Wahlen als bürgerliche Institution sind, insbesondere wenn es um Landes- oder Bundesparlamente geht, gelinde gesagt von zweifelhaftem Wert. Dies vorausgeschickt, möchte ich jedoch im Folgenden dafür plädieren, die Möglichkeit der Wahlprüfungsbeschwerde dazu zu nutzen, auf Missstände im Bereich des Strafvollzuges in Deutschland hinzuweisen, also ausgehend von konkreten Mängeln bei der Teilhabe der Inhaftierten am Wahlprozedere, hin zu strukturellen Unzulänglichkeiten.

Ausgangspunkt

Gegen die Gültigkeit der Bundestagswahlen 2009 legte ich seinerzeit beim Bundestag Einspruch ein, u.a. mit der Begründung, es sei zu Unrecht unterblieben, in den Gefängnissen „bewegliche Wahlvorstände“ einzurichten, ferner sei das Wahlgeheimnis nicht zu 100% gewährleistet und darüber hinaus haben nur Gefangene wählen dürfen, die hierfür finanzielle Aufwendungen, wenn auch in bescheidenem Maße, getätigt haben.

Entscheidung des Bundestages

Mit Beschluss vom 07.07.2011 wies der Deutsche Bundestag den Einspruch zurück (http://www.bundestag.de Drucksache 17/6300, ab S. 19 ff). Soweit sich der Bundestag auf die Beschwerdepunkte eingelassen hat, bestritt er jeglichen Wahlfehler, eröffnete jedoch mit seiner ablehnenden Entscheidung den Weg zum Bundesverfassungsgericht.

Beschwerde beim BVerfG

Gegen die Entscheidung des Bundestages kann nun bis zum 06. September 2011 Beschwerde beim BVerfG eingelegt werden, sofern der Beschwerde mindestens 100 Wahlberechtigte beitreten (vgl. § 48 Bundesverfassungsgerichtsgesetz).

Vertreten werde ich – dankenswerterweise – von Herrn Rechtsanwalt Dr. Jan Oelbermann (http://www.heischel-oelbermann.de), der erst kürzlich bei Professor Feest, dem wohl bekanntesten Strafvollzugsforscher Deutschlands (http://www.strafvollzugsarchiv.de), über das Wahlrecht von Gefangenen, auch unter Berücksichtigung der Praxis anderer Staaten,
promovierte.

Wer der Beschwerde noch beitreten möchte, den bitte ich, die im Anhang befindliche Erklärung auszufüllen und an Herrn Rechtsanwalt Dr. Oelbermann per Post (e-mails erkennt das BVerfG nicht an!) zu übersenden:
Anwaltskanzlei Dr. Heischel & Dr. Oelbermann
Hauptstraße 19
10827 Berlin

Spätestens Ende August 2011 müsste die Erklärung unterschrieben dort eintreffen, damit sie noch rechtzeitig dem Gericht zugeleitet werden kann. Weitere Pflichten oder gar ein Kostenrisiko sind damit nicht verbunden, denn das Verfahren ist gerichtskostenfrei.
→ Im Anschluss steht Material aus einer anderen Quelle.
impl SessionStore {
    #[must_use]
    pub fn new(kv: Arc<dyn KeyValueStore>, clock: Clock) -> Self {
        Self::with_config(kv, clock, SessionStoreConfig::default())
    }

    #[must_use]
    pub fn with_config(kv: Arc<dyn KeyValueStore>, clock: Clock, config: SessionStoreConfig) -> Self {
        Self { kv, clock, config }
    }

    #[must_use]
    pub fn key_for(&self, id: &SessionId) -> String {
        format!("{}{}", self.config.key_prefix, id.as_str())
    }

    #[must_use]
    pub fn key_prefix(&self) -> &str {
        &self.config.key_prefix
    }

    /// Serialize and write a session, stamping `last_saved_at` on success.
    ///
    /// On quota failure, completed sessions are evicted oldest-first until the
    /// shortfall is covered and the write is retried once.
    ///
    /// # Errors
    ///
    /// Returns `SessionStoreError::QuotaExceeded` if the retry also fails, or
    /// other storage errors.
    pub async fn save(&self, session: &mut ExamSession) -> Result<SaveOutcome, SessionStoreError> {
        let now = self.clock.now();
        let mut snapshot = session.clone();
        snapshot.mark_saved(now);
        let raw = encode_session(&snapshot)?;
        let key = self.key_for(snapshot.id());
        let bytes = entry_size(&key, &raw);

        let pruned = match self.kv.set(&key, &raw).await {
            Ok(()) => Vec::new(),
            Err(StorageError::QuotaExceeded {
                requested,
                available,
            }) => {
                let shortfall = requested.saturating_sub(available);
                warn!(
                    session_id = %snapshot.id(),
                    requested,
                    available,
                    "session save hit storage quota; pruning completed sessions"
                );
                let pruned = self.prune_completed(shortfall, snapshot.id()).await?;
                match self.kv.set(&key, &raw).await {
                    Ok(()) => pruned,
                    Err(StorageError::QuotaExceeded {
                        requested,
                        available,
                    }) => {
                        warn!(
                            session_id = %snapshot.id(),
                            pruned = pruned.len(),
                            "session save failed after pruning"
                        );
                        return Err(SessionStoreError::QuotaExceeded {
                            requested,
                            available,
                        });
                    }
                    Err(other) => return Err(other.into()),
                }
            }
            Err(other) => return Err(other.into()),
        };

        session.mark_saved(now);
        debug!(session_id = %session.id(), bytes, "session saved");
        Ok(SaveOutcome { bytes, pruned })
    }

    /// Read a session. Corrupt or foreign content is logged and treated as absent.
    ///
    /// # Errors
    ///
    /// Returns `SessionStoreError::Storage` only when the backend itself fails.
    pub async fn load(&self, id: &SessionId) -> Result<Option<ExamSession>, SessionStoreError> {
        let key = self.key_for(id);
        let Some(raw) = self.kv.get(&key).await? else {
            return Ok(None);
        };

        match decode_session(&raw) {
            Ok(session) if session.id() == id => Ok(Some(session)),
            Ok(session) => {
                warn!(key = %key, stored_id = %session.id(), "session record id does not match its key");
                Ok(None)
            }
            Err(err) => {
                warn!(key = %key, error = %err, "discarding corrupt session record");
                Ok(None)
            }
        }
    }

    /// Remove a session. Returns whether anything was stored under the id.
    ///
    /// # Errors
    ///
    /// Returns `SessionStoreError::Storage` on backend failure.
    pub async fn delete(&self, id: &SessionId) -> Result<bool, SessionStoreError> {
        let key = self.key_for(id);
        let existed = self.kv.get(&key).await?.is_some();
        self.kv.remove(&key).await?;
        Ok(existed)
    }

    /// Ids of every key in the session namespace, including corrupt entries.
    ///
    /// # Errors
    ///
    /// Returns `SessionStoreError::Storage` on backend failure.
    pub async fn list_ids(&self) -> Result<Vec<SessionId>, SessionStoreError> {
        let prefix = self.key_prefix();
        Ok(self
            .kv
            .keys()
            .await?
            .into_iter()
            .filter_map(|k| k.strip_prefix(prefix).map(SessionId::new))
            .collect())
    }

    /// Serialize every readable session into one backup document.
    ///
    /// # Errors
    ///
    /// Returns `SessionStoreError` on backend or serialization failure.
    pub async fn export_all(&self) -> Result<String, SessionStoreError> {
        let records = self
            .stored_sessions()
            .await?
            .into_iter()
            .map(|s| SessionRecord::from_session(&s.session))
            .collect();
        let doc = ExportDocument::new(self.clock.now(), records)?;
        serde_json::to_string(&doc).map_err(|e| SessionStoreError::Record(e.into()))
    }

    /// Restore sessions from an export document, all or nothing.
    ///
    /// Every record is validated before anything is written. If a write fails
    /// midway, keys already written are put back to their previous values.
    /// Sessions not present in the document are left untouched.
    ///
    /// # Errors
    ///
    /// Returns `SessionStoreError::InvalidImport` for a malformed document, or
    /// the write error that forced a rollback.
    pub async fn import_all(&self, blob: &str) -> Result<usize, SessionStoreError> {
        let staged = match self.validate_import(blob) {
            Ok(staged) => staged,
            Err(reason) => {
                warn!(%reason, "rejecting session import");
                return Err(SessionStoreError::InvalidImport(reason));
            }
        };

        let mut previous: Vec<(String, Option<String>)> = Vec::with_capacity(staged.len());
        for (key, raw) in &staged {
            let written = match self.kv.get(key).await {
                Ok(before) => {
                    previous.push((key.clone(), before));
                    self.kv.set(key, raw).await
                }
                Err(err) => Err(err),
            };
            if let Err(err) = written {
                warn!(key = %key, error = %err, "import write failed; rolling back");
                self.rollback(previous).await;
                return Err(match err {
                    StorageError::QuotaExceeded {
                        requested,
                        available,
                    } => SessionStoreError::QuotaExceeded {
                        requested,
                        available,
                    },
                    other => other.into(),
                });
            }
        }

        info!(count = staged.len(), "imported sessions");
        Ok(staged.len())
    }

    fn validate_import(&self, blob: &str) -> Result<Vec<(String, String)>, String> {
        let doc: ExportDocument =
            serde_json::from_str(blob).map_err(|e| format!("not an export document: {e}"))?;
        if doc.format != EXPORT_FORMAT {
            return Err(format!("unexpected format tag {:?}", doc.format));
        }
        if doc.version > RECORD_VERSION {
            return Err(format!("unsupported export version {}", doc.version));
        }

        let mut staged = Vec::with_capacity(doc.sessions.len());
        for (id, value) in doc.sessions {
            let session = decode_record(value)
                .and_then(SessionRecord::into_session)
                .map_err(|e| format!("session {id}: {e}"))?;
            if session.id().as_str() != id {
                return Err(format!("session {id}: record id {} does not match", session.id()));
            }
            let raw = encode_session(&session).map_err(|e| format!("session {id}: {e}"))?;
            staged.push((self.key_for(session.id()), raw));
        }
        Ok(staged)
    }

    async fn rollback(&self, previous: Vec<(String, Option<String>)>) {
        for (key, before) in previous.into_iter().rev() {
            let restored = match before {
                Some(raw) => self.kv.set(&key, &raw).await,
                None => self.kv.remove(&key).await,
            };
            if let Err(err) = restored {
                warn!(key = %key, error = %err, "failed to restore key during import rollback");
            }
        }
    }

    /// Delete every session in the namespace. Irreversible.
    ///
    /// # Errors
    ///
    /// Returns `SessionStoreError::Storage` on backend failure.
    pub async fn clear_all(&self) -> Result<usize, SessionStoreError> {
        let keys: Vec<String> = self
            .kv
            .keys()
            .await?
            .into_iter()
            .filter(|k| k.starts_with(self.key_prefix()))
            .collect();
        for key in &keys {
            self.kv.remove(key).await?;
        }
        info!(count = keys.len(), "cleared all sessions");
        Ok(keys.len())
    }

    /// Apply the retention policy to completed sessions.
    ///
    /// Completed sessions last saved more than `retention_days` ago are removed,
    /// then only the newest `max_completed` completed sessions are kept.
    /// In-progress sessions are never touched.
    ///
    /// # Errors
    ///
    /// Returns `SessionStoreError::Storage` on backend failure.
    pub async fn optimize(
        &self,
        retention_days: u32,
        max_completed: u32,
    ) -> Result<Vec<SessionId>, SessionStoreError> {
        // a retention reaching past the earliest representable time has no cutoff
        let cutoff = self
            .clock
            .now()
            .checked_sub_signed(Duration::days(i64::from(retention_days)));
        let mut completed: Vec<StoredSession> = self
            .stored_sessions()
            .await?
            .into_iter()
            .filter(|s| s.session.is_complete())
            .collect();
        // newest first
        completed.sort_by_key(|s| std::cmp::Reverse(s.session.last_saved_at()));

        let keep = usize::try_from(max_completed).unwrap_or(usize::MAX);
        let mut removed = Vec::new();
        for (rank, stored) in completed.iter().enumerate() {
            let expired = cutoff.is_some_and(|c| stored.session.last_saved_at() < c);
            if rank >= keep || expired {
                self.kv.remove(&stored.key).await?;
                removed.push(stored.session.id().clone());
            }
        }

        if !removed.is_empty() {
            info!(removed = removed.len(), "pruned completed sessions");
        }
        Ok(removed)
    }

    /// Evict completed sessions, oldest first, until `bytes_needed` are freed.
    async fn prune_completed(
        &self,
        bytes_needed: u64,
        keep: &SessionId,
    ) -> Result<Vec<SessionId>, SessionStoreError> {
        let mut candidates: Vec<StoredSession> = self
            .stored_sessions()
            .await?
            .into_iter()
            .filter(|s| s.session.is_complete() && s.session.id() != keep)
            .collect();
        candidates.sort_by_key(|s| s.session.last_saved_at());

        let mut freed = 0_u64;
        let mut pruned = Vec::new();
        for stored in candidates {
            if freed >= bytes_needed {
                break;
            }
            self.kv.remove(&stored.key).await?;
            freed = freed.saturating_add(stored.bytes);
            pruned.push(stored.session.id().clone());
        }

        info!(pruned = pruned.len(), freed, bytes_needed, "quota prune pass finished");
        Ok(pruned)
    }

    async fn stored_sessions(&self) -> Result<Vec<StoredSession>, SessionStoreError> {
        let mut out = Vec::new();
        for key in self.kv.keys().await? {
            if !key.starts_with(self.key_prefix()) {
                continue;
            }
            let Some(raw) = self.kv.get(&key).await? else {
                continue;
            };
            match decode_session(&raw) {
                Ok(session) if key == self.key_for(session.id()) => out.push(StoredSession {
                    bytes: entry_size(&key, &raw),
                    key,
                    session,
                }),
                Ok(session) => warn!(
                    key = %key,
                    stored_id = %session.id(),
                    "skipping session record whose id does not match its key"
                ),
                Err(err) => warn!(key = %key, error = %err, "skipping corrupt session record"),
            }
        }
        Ok(out)
    }
}
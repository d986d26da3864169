use chrono::{DateTime, Duration, Utc};

/// Clock injected into the store, telemetry and session services.
#[derive(Debug, Clone, Copy, Default)]
pub enum Clock {
    #[default]
    Default,
    Fixed(DateTime<Utc>),
}

impl Clock {
    /// Returns a clock fixed at the given timestamp.
    #[must_use]
    pub fn fixed(at: DateTime<Utc>) -> Self {
        Self::Fixed(at)
    }

    #[must_use]
    pub fn now(&self) -> DateTime<Utc> {
        match self {
            Clock::Default => Utc::now(),
            Clock::Fixed(t) => *t,
        }
    }

    /// If this is a fixed clock, advance it by the given duration.
    ///
    /// Has no effect on `Clock::Default`.
    pub fn advance(&mut self, delta: Duration) {
        if let Clock::Fixed(t) = self {
            *t += delta;
        }
    }

    /// Whole days elapsed since `then`, never negative.
    #[must_use]
    pub fn age_in_days(&self, then: DateTime<Utc>) -> i64 {
        (self.now() - then).num_days().max(0)
    }
}

/// Deterministic timestamp for tests (2023-11-14T22:13:20Z).
pub const FIXED_TEST_TIMESTAMP: i64 = 1_700_000_000;

/// # Panics
///
/// Panics if the fixed timestamp cannot be represented.
#[must_use]
pub fn fixed_now() -> DateTime<Utc> {
    DateTime::<Utc>::from_timestamp(FIXED_TEST_TIMESTAMP, 0)
        .expect("fixed timestamp should be valid")
}

#[must_use]
pub fn fixed_clock() -> Clock {
    Clock::fixed(fixed_now())
}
Sinn und Zweck des Verfahrens

Es geht insbesondere darum, zu klären, in welcher Münze dieser Staat das Recht seiner inhaftierten Bürgerinnen und Bürger an der Teilhabe im politischen Prozess misst.
Während in fast jedem Dorf ein Wahllokal zu finden ist, wird Gefangenen bundesweit konsequent verweigert, die Stimme in einem solchen abzugeben, selbst wenn in einigen Anstalten mehrere hundert Wähler(innen) inhaftiert sind, mehr als in so manchem Einzugsgebiet von Wahllokalen außerhalb der Gefängnismauern.
Ein Nebenaspekt, der hier aber auch erwähnt werden sollte: einem Großteil der Inhaftierten (wie auch vielen Ex-Gefangenen) wird das Recht aberkannt, Mitglied einer Partei zu sein oder auch eine Partei zu gründen. Denn wer wegen eines Verbrechens zu einer Freiheitsstrafe von mindestens einem Jahr verurteilt wird, verliert automatisch gem. § 45 StGB (i.V.m. § 10 Parteiengesetz) für fünf Jahre das Recht, Mitglied einer Partei zu sein. Wobei diese Frist erst zu laufen beginnt, wenn der/die Betroffene aus der Haft entlassen und die Bewährungs- oder Führungsaufsichtszeit verstrichen ist, mithin bis zu 10 Jahre nach einer Haftentlassung (5 Jahre „Bewährungszeit“ plus 5 Jahre Verlustfrist nach § 45 StGB) darf mensch sich nicht in einer Partei engagieren, denn die Zeit, die man in Haft verbringt, wird auf die genannte Frist nicht angerechnet.

Vielleicht lassen sich anhand dieser Thematik auch bestimmte Medien dazu bewegen, einmal auf die Zustände hinter den Gefängnismauern zu schauen, abseits von spektakulären Vorfällen, um so ein bisschen Transparenz und Durchlässigkeit zu erzeugen, auch über die antifaschistische und Anti-Knast-Szene hinaus.


Thomas Meyer-Falk, z.Zt. JVA – Z. 3113, Schönbornstr. 32, D-76646 Bruchsal
http://www.freedom-for-thomas.de
http://www.freedomforthomas.wordpress.com


Anhang (hier der Text der Beitrittserklärung für jene, die die Beschwerde unterstützen möchten)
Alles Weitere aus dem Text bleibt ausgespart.